GoodNotes has become my go-to handwritten note application. It acts like a bookshelf of notebooks so to speak. I take a lot of the work I create in iWork, Ulysses, and OmniGraffle, export them as PDFs, organize them into notebooks in GoodNotes, then annotate them on the go using my iPad. My favorite thing to do with it is keep a notebook of seating charts that have my rehearsal annotations on top of the names of my students. I love how you do not need to trigger an annotation mode to start scribbling on a document with the Apple Pencil. It just feels like paper.

Streaks

There are a lot of great habit building apps out there but Streaks has stuck with me because it encourages you to focus on just six habits at a time. When I am building too many habits at once, they start to feel like a todo list. The Streaks method of choosing six, along with its addictive user interface, keep me launching the app, which keeps me working towards my goals.

AutoSleep and AutoWake

Of the ten or so sleep trackers I have tried for the iPhone and Apple Watch, AutoSleep has stuck with me the most. There are numerous things I like about it, but most of all is how it figures out the most accurate number of hours I have been asleep whether I wear my watch to sleep or not. The companion app, AutoWake, wakes me up silently with haptic feedback on the watch.

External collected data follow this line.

//! pcp-bridge - Message bridge and local host surface for the PCP forwarder
//!
//! The UI surface talks to the forwarder with correlation-tagged JSON
//! messages. [`MessageBridge`] answers each of them exactly once,
//! [`RequestLogger`] persists every forward result and streams it while
//! verbose mode is on, and [`create_router`] exposes both over HTTP and a
//! WebSocket.
//!
//! # Usage
//!
//! ```ignore
//! use pcp_bridge::{create_router, HostState, MessageBridge, RequestLogger, Verbosity};
//!
//! let verbosity = Verbosity::default();
//! let logger = Arc::new(RequestLogger::new(default_log_path(), verbosity.clone()));
//! let forwarder = Forwarder::new(clients, logger.clone());
//! let bridge = MessageBridge::new(forwarder, Arc::new(ConsoleConfirmer::console()), verbosity);
//! let router = create_router(HostState::new(bridge, logger.stream(), "wwwroot"));
//! ```

pub mod bridge;
pub mod confirm;
pub mod error;
pub mod host;
pub mod logger;

pub use bridge::{MessageBridge, REBOOT_PROMPT, REBOOT_TITLE};
pub use confirm::{ConsoleConfirmer, Confirmer, FixedConfirmer, PromptConfirmer};
pub use error::{BridgeError, ConfirmError};
pub use host::{create_router, HostState, MISSING_INDEX_PAGE, NATIVE_JS};
pub use logger::{default_log_path, RequestLogger, Verbosity};
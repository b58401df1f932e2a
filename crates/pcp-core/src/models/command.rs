//! Inbound command envelope and typed commands

use serde::{Deserialize, Serialize};
use serde_json::Value;

use super::ForwardRequest;
use crate::error::CommandError;

/// Raw inbound message as posted by the UI surface.
///
/// The payload stays unparsed until [`CommandMessage::command`] validates it
/// against the schema of its kind.
#[derive(Debug, Clone, Default, PartialEq, Serialize, Deserialize)]
#[serde(default)]
pub struct CommandMessage {
    /// Caller-generated correlation token
    #[serde(alias = "Id", alias = "ID")]
    pub id: String,
    /// Handler selector
    #[serde(alias = "Kind")]
    pub kind: String,
    /// Handler-specific payload
    #[serde(alias = "Payload")]
    pub payload: Value,
}

impl CommandMessage {
    pub fn new(id: impl Into<String>, kind: impl Into<String>, payload: Value) -> Self {
        Self {
            id: id.into(),
            kind: kind.into(),
            payload,
        }
    }

    /// Decode a raw JSON text frame.
    pub fn decode(raw: &str) -> Result<Self, serde_json::Error> {
        serde_json::from_str(raw)
    }

    /// Validate the payload into the typed command selected by `kind`.
    pub fn command(&self) -> Result<Command, CommandError> {
        Command::from_parts(&self.kind, self.payload.clone())
    }
}

/// A validated command, one variant per handler.
#[derive(Debug, Clone, PartialEq)]
pub enum Command {
    /// Forward an HTTP request to the phone
    ApiFetch(ForwardRequest),
    /// Ask the operator to confirm a reboot
    ConfirmReboot,
    /// Toggle verbose log streaming
    SetVerbose(SetVerbose),
    /// Request a TLS policy change (acknowledged, policy stays pinned)
    SetTlsInsecure(SetTlsInsecure),
}

impl Command {
    pub const API_FETCH: &'static str = "apiFetch";
    pub const CONFIRM_REBOOT: &'static str = "confirmReboot";
    pub const SET_VERBOSE: &'static str = "setVerbose";
    pub const SET_TLS_INSECURE: &'static str = "setTlsInsecure";

    /// Build a typed command from its kind and raw payload.
    pub fn from_parts(kind: &str, payload: Value) -> Result<Self, CommandError> {
        match kind {
            Self::API_FETCH => serde_json::from_value(payload)
                .map(Command::ApiFetch)
                .map_err(|e| CommandError::invalid_payload(kind, e)),
            Self::CONFIRM_REBOOT => Ok(Command::ConfirmReboot),
            Self::SET_VERBOSE => serde_json::from_value(payload)
                .map(Command::SetVerbose)
                .map_err(|e| CommandError::invalid_payload(kind, e)),
            // The requested value never changes the policy, so an unreadable
            // payload is treated like an empty one.
            Self::SET_TLS_INSECURE => Ok(Command::SetTlsInsecure(
                serde_json::from_value(payload).unwrap_or_default(),
            )),
            other => Err(CommandError::UnknownKind(other.to_string())),
        }
    }

    /// Wire name of this command's kind
    pub fn kind(&self) -> &'static str {
        match self {
            Command::ApiFetch(_) => Self::API_FETCH,
            Command::ConfirmReboot => Self::CONFIRM_REBOOT,
            Command::SetVerbose(_) => Self::SET_VERBOSE,
            Command::SetTlsInsecure(_) => Self::SET_TLS_INSECURE,
        }
    }
}

/// Payload of `setVerbose`
#[derive(Debug, Clone, Copy, PartialEq, Eq, Serialize, Deserialize)]
pub struct SetVerbose {
    pub value: bool,
}

/// Payload of `setTlsInsecure`
#[derive(Debug, Clone, Copy, Default, PartialEq, Eq, Serialize, Deserialize)]
pub struct SetTlsInsecure {
    #[serde(default)]
    pub value: Option<bool>,
}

It does this when I am in my least deep sleep within a half hour before my alarm is set to go off. This eases me awake rather than jolting me awake. I plan to blog later this month about how I am automating some cool stuff in my house when I wake up using this app.

WaterMinder

WaterMinder is my favorite app for tracking water intake, mostly because of its well designed and space efficient widget.

Shortcuts

I did not get as much out of the Siri Shortcuts app this year as I wanted to. In fact, I had a lot of bad luck with it. But it is still an app that is working really well for me in a couple of small areas. In one tap, it generates a clean copy of my band’s seating chart in GoodNotes for annotations and opens my lesson plan for the day in OmniOutliner.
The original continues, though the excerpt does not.